Всю дорогу домой Анастасія Романовна молчала. Замойскій не смѣлъ самъ заговорить съ ней. Дома они застали довольно многочисленное общество: многіе знакомые изъ театра пріѣхали ужинать къ княгинѣ, зная, что у нея столъ всегда готовъ для званаго и незванаго. Но сегодня княгиня не была расположена сидѣть съ гостями; кто изъ нихъ былъ умнѣе, тактичнѣе и больше зналъ хозяйку, догадались поскорѣе убраться. Ушелъ было и Замойскій, но въ передней его остановила камеристка княгини и передала ему приказаніе остаться…
Управляющему пришлось прождать полчаса, прежде чѣмъ княгиня потребовала его къ себѣ въ кабинетъ. Она уже успѣла перемѣнить туалетъ, и Замойскій нашелъ ее, одѣтую въ голубой пеньюаръ, задумчиво сидящею за маленькимъ, накрытымъ на два прибора, столомъ.

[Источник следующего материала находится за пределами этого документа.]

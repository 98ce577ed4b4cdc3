//! Change records delivered from the table's stream.
//!
//! One record per committed row-level mutation, carrying the key attributes
//! and the before/after images in the stream's type-tagged wire form.

use std::collections::HashMap;

use aws_sdk_dynamodb::primitives::Blob;
use aws_sdk_dynamodb::types::AttributeValue;
use base64::engine::general_purpose::STANDARD as BASE64;
use base64::Engine;
use serde::{Deserialize, Serialize};
use serde_json::Value;

use larder_core::resource::PartitionKey;
use larder_core::storage::RepositoryError;

use crate::storage::attrs::attr_to_json;
use crate::storage::store::{ATTR_INDEX, ATTR_PARTITION, ATTR_SORT};

/// Mutation kind of one change record.
#[derive(Debug, Clone, Copy, PartialEq, Eq, Serialize, Deserialize)]
#[serde(rename_all = "UPPERCASE")]
pub enum EventKind {
    Insert,
    Modify,
    Remove,
}

/// One attribute in a stream image, in the stream's type-tagged form.
///
/// Binary payloads are base64 strings on the wire.
#[derive(Debug, Clone, PartialEq, Serialize, Deserialize)]
pub enum StreamAttribute {
    S(String),
    N(String),
    B(String),
    #[serde(rename = "BOOL")]
    Bool(bool),
    #[serde(rename = "NULL")]
    Null(bool),
    L(Vec<StreamAttribute>),
    M(HashMap<String, StreamAttribute>),
    #[serde(rename = "SS")]
    Ss(Vec<String>),
    #[serde(rename = "NS")]
    Ns(Vec<String>),
    #[serde(rename = "BS")]
    Bs(Vec<String>),
}

impl StreamAttribute {
    pub fn as_s(&self) -> Option<&str> {
        match self {
            StreamAttribute::S(value) => Some(value),
            _ => None,
        }
    }

    pub fn as_bool(&self) -> Option<bool> {
        match self {
            StreamAttribute::Bool(value) => Some(*value),
            _ => None,
        }
    }

    pub fn is_null(&self) -> bool {
        matches!(self, StreamAttribute::Null(_))
    }

    /// Convert to the store's attribute representation.
    pub fn to_attribute_value(&self) -> Result<AttributeValue, RepositoryError> {
        match self {
            StreamAttribute::S(value) => Ok(AttributeValue::S(value.clone())),
            StreamAttribute::N(value) => Ok(AttributeValue::N(value.clone())),
            StreamAttribute::B(value) => Ok(AttributeValue::B(Blob::new(
                BASE64
                    .decode(value)
                    .map_err(|err| RepositoryError::Serialization(err.to_string()))?,
            ))),
            StreamAttribute::Bool(value) => Ok(AttributeValue::Bool(*value)),
            StreamAttribute::Null(value) => Ok(AttributeValue::Null(*value)),
            StreamAttribute::L(values) => Ok(AttributeValue::L(
                values
                    .iter()
                    .map(StreamAttribute::to_attribute_value)
                    .collect::<Result<_, _>>()?,
            )),
            StreamAttribute::M(map) => {
                let mut converted = HashMap::with_capacity(map.len());
                for (field, value) in map {
                    converted.insert(field.clone(), value.to_attribute_value()?);
                }
                Ok(AttributeValue::M(converted))
            }
            StreamAttribute::Ss(values) => Ok(AttributeValue::Ss(values.clone())),
            StreamAttribute::Ns(values) => Ok(AttributeValue::Ns(values.clone())),
            StreamAttribute::Bs(values) => Ok(AttributeValue::Bs(
                values
                    .iter()
                    .map(|value| {
                        BASE64
                            .decode(value)
                            .map(Blob::new)
                            .map_err(|err| RepositoryError::Serialization(err.to_string()))
                    })
                    .collect::<Result<_, _>>()?,
            )),
        }
    }
}

/// One stream image (old or new side of a mutation).
pub type StreamImage = HashMap<String, StreamAttribute>;

/// One row-level mutation notification, consumed once and never persisted.
#[derive(Debug, Clone, Serialize, Deserialize)]
#[serde(rename_all = "camelCase")]
pub struct ChangeRecord {
    pub event_kind: EventKind,
    pub keys: StreamImage,
    #[serde(default, skip_serializing_if = "Option::is_none")]
    pub old_image: Option<StreamImage>,
    #[serde(default, skip_serializing_if = "Option::is_none")]
    pub new_image: Option<StreamImage>,
}

impl ChangeRecord {
    /// Typed partition of the mutated row, from the always-present keys.
    pub fn partition(&self) -> Option<PartitionKey> {
        self.keys
            .get(ATTR_PARTITION)
            .and_then(StreamAttribute::as_s)
            .and_then(PartitionKey::parse)
    }

    /// Sort key (item id) of the mutated row.
    pub fn sort_key(&self) -> Option<&str> {
        self.keys.get(ATTR_SORT).and_then(StreamAttribute::as_s)
    }

    /// Whichever image is present, preferring the new one.
    pub fn image(&self) -> Option<&StreamImage> {
        self.new_image.as_ref().or(self.old_image.as_ref())
    }

    /// String field from the new image.
    pub fn new_string(&self, field: &str) -> Option<&str> {
        self.new_image
            .as_ref()
            .and_then(|image| image.get(field))
            .and_then(StreamAttribute::as_s)
    }

    /// String field from the old image.
    pub fn old_string(&self, field: &str) -> Option<&str> {
        self.old_image
            .as_ref()
            .and_then(|image| image.get(field))
            .and_then(StreamAttribute::as_s)
    }
}

/// Flatten a stream image into a plain JSON map, excluding the key and
/// index attributes.
pub fn flatten_image(
    image: &StreamImage,
) -> Result<serde_json::Map<String, Value>, RepositoryError> {
    let mut flattened = serde_json::Map::with_capacity(image.len());
    for (field, value) in image {
        if field == ATTR_PARTITION || field == ATTR_SORT || field == ATTR_INDEX {
            continue;
        }
        flattened.insert(field.clone(), attr_to_json(&value.to_attribute_value()?)?);
    }
    Ok(flattened)
}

Передъ нею стояли ваза съ фруктами и небольшой графинъ съ золотистымъ венгерскимъ виномъ.
— Садитесь! — отрывисто приказала Анастасія Романовна. — какъ видите, я вѣрна своимъ привычкамъ: по прежнему люблю поболтать послѣ ужина съ хорошимъ человѣкомъ… Налейте себѣ вина, возьмите вотъ эту гранату и говорите безъ утайки: вамъ извѣстно имя того человѣка… котораго… о которомъ вы намекнули мнѣ въ театрѣ?
— Да… мнѣ называли…
— Какъ? рѣзко спросила княгиня, не глядя на Замойскаго.
— Морицъ Лега.
— Вѣрно… И вамъ разсказывали, что онъ актеръ?
— Да. Актеръ или художникъ, не помню хорошо.

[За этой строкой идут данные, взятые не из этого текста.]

//! DynamoDB error mapping.
//!
//! Maps AWS SDK errors to [`StoreError`], keeping conditional-check failures
//! distinct so callers can translate them into their own semantics.

use std::fmt::Debug;

use aws_sdk_dynamodb::error::SdkError;
use aws_sdk_dynamodb::operation::delete_item::DeleteItemError;
use aws_sdk_dynamodb::operation::get_item::GetItemError;
use aws_sdk_dynamodb::operation::put_item::PutItemError;
use aws_sdk_dynamodb::operation::query::QueryError;
use aws_sdk_dynamodb::operation::update_item::UpdateItemError;

use crate::storage::store::StoreError;

/// Map a GetItem SDK error to StoreError.
pub fn map_get_item_error<R: Debug + Send + Sync + 'static>(
    err: SdkError<GetItemError, R>,
) -> StoreError {
    match err.into_service_error() {
        GetItemError::ProvisionedThroughputExceededException(_) => {
            StoreError::Other("throughput exceeded, please retry".to_string())
        }
        GetItemError::RequestLimitExceeded(_) => {
            StoreError::Other("request limit exceeded, please retry".to_string())
        }
        err => StoreError::Other(format!("GetItem failed: {err:?}")),
    }
}

/// Map a PutItem SDK error to StoreError.
pub fn map_put_item_error<R: Debug + Send + Sync + 'static>(
    err: SdkError<PutItemError, R>,
) -> StoreError {
    match err.into_service_error() {
        PutItemError::ConditionalCheckFailedException(_) => StoreError::ConditionFailed,
        PutItemError::ProvisionedThroughputExceededException(_) => {
            StoreError::Other("throughput exceeded, please retry".to_string())
        }
        PutItemError::RequestLimitExceeded(_) => {
            StoreError::Other("request limit exceeded, please retry".to_string())
        }
        PutItemError::TransactionConflictException(_) => {
            StoreError::Other("transaction conflict, please retry".to_string())
        }
        err => StoreError::Other(format!("PutItem failed: {err:?}")),
    }
}

/// Map an UpdateItem SDK error to StoreError.
pub fn map_update_item_error<R: Debug + Send + Sync + 'static>(
    err: SdkError<UpdateItemError, R>,
) -> StoreError {
    match err.into_service_error() {
        UpdateItemError::ConditionalCheckFailedException(_) => StoreError::ConditionFailed,
        UpdateItemError::ProvisionedThroughputExceededException(_) => {
            StoreError::Other("throughput exceeded, please retry".to_string())
        }
        UpdateItemError::RequestLimitExceeded(_) => {
            StoreError::Other("request limit exceeded, please retry".to_string())
        }
        UpdateItemError::TransactionConflictException(_) => {
            StoreError::Other("transaction conflict, please retry".to_string())
        }
        err => StoreError::Other(format!("UpdateItem failed: {err:?}")),
    }
}

/// Map a DeleteItem SDK error to StoreError.
pub fn map_delete_item_error<R: Debug + Send + Sync + 'static>(
    err: SdkError<DeleteItemError, R>,
) -> StoreError {
    match err.into_service_error() {
        DeleteItemError::ConditionalCheckFailedException(_) => StoreError::ConditionFailed,
        DeleteItemError::ProvisionedThroughputExceededException(_) => {
            StoreError::Other("throughput exceeded, please retry".to_string())
        }
        DeleteItemError::RequestLimitExceeded(_) => {
            StoreError::Other("request limit exceeded, please retry".to_string())
        }
        err => StoreError::Other(format!("DeleteItem failed: {err:?}")),
    }
}

/// Map a Query SDK error to StoreError.
pub fn map_query_error<R: Debug + Send + Sync + 'static>(
    err: SdkError<QueryError, R>,
) -> StoreError {
    match err.into_service_error() {
        QueryError::ResourceNotFoundException(_) => StoreError::Other("table not found".to_string()),
        QueryError::ProvisionedThroughputExceededException(_) => {
            StoreError::Other("throughput exceeded, please retry".to_string())
        }
        QueryError::RequestLimitExceeded(_) => {
            StoreError::Other("request limit exceeded, please retry".to_string())
        }
        err => StoreError::Other(format!("Query failed: {err:?}")),
    }
}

— Это неправда. — Онъ — ни то, ни другое. Слушайте! Я разъясню вамъ эту исторію, хоть и не слѣдовало бы: я сильно скомпрометтирована въ ней и играла не слишкомъ-то красивую роль… Вотъ въ чемъ было дѣло.
* * *
Вы помните, что послѣ краха знаменитаго Бонту, когда разорились до тла тысячи семействъ, а нажилась одна я, потому что, по какому-то тайному предчувствію, успѣла за нѣсколько дней передъ катастрофой, перемѣстить свой капиталъ къ Ротшильду, — я больше года прожила въ Италіи, преимущественно во Флоренціи. Вы знаете, что я не жадная и не жалѣю тратить деньги, но крахъ Бонту меня перепугалъ; я не могла представить себѣ безъ содроганія, какой опасности подвергалась и счастливо избѣгла… Сами посудите: на что я годна безъ денегъ? съ моимъ-ли характеромъ быть нищею?.. Когда я вспоминала, что снова богата, мной овладѣвало чувство безграничнаго счастья. Словно для того лишь, чтобъ удостовѣриться въ дѣйствительности этого богатства, я бросала деньги направо и налѣво, какъ никогда, — въ гордомъ сознаніи, что ихъ у меня неисчерпаемо много, что никакими подачками, никакими празднествами и вакханаліями не истощить мою кассу!.. Жизнь моя во Флоренціи прошла, какъ безумный сонъ. Меня фетировали больше, чѣмъ когда-либо и гдѣ-либо. Я отвѣчала балами, по-истинѣ, царскими, особенно для голодныхъ итальянцевъ… Развѣ они понимаютъ, что такое настоящая роскошь! Однажды я послала приглашеніе нѣкоему Люнди — молодому человѣку почти безъ всякихъ средствъ, но — хоть этому и противорѣчатъ его дальнѣйшіе поступки — неглупому, очень красивому и, какъ говорили, втайнѣ въ меня влюбленному. Люнди, получивъ приглашеніе, былъ на седьмомъ небѣ, но и не мало смутился, какъ ему попасть на парадный вечеръ принчипессы Латвиной, когда у него, бѣдняги, фрака и въ заводѣ не было, да и напрокатъ взять нельзя: въ карманѣ всего двѣ чинквелиры, а когда надо жить на нихъ цѣлую недѣлю, такъ до фраковъ ли тутъ? Пораздумавъ, мой Люнди отправляется къ своему пріятелю, врачу Рати, и проситъ фрака.
Рати отказалъ. Что дѣлать бѣдному Люнди? Такъ хотѣлось ему на мой вечеръ, что онъ думалъ, думалъ, да ничего лучше и не выдумалъ, какъ украсть у Рати его фракъ.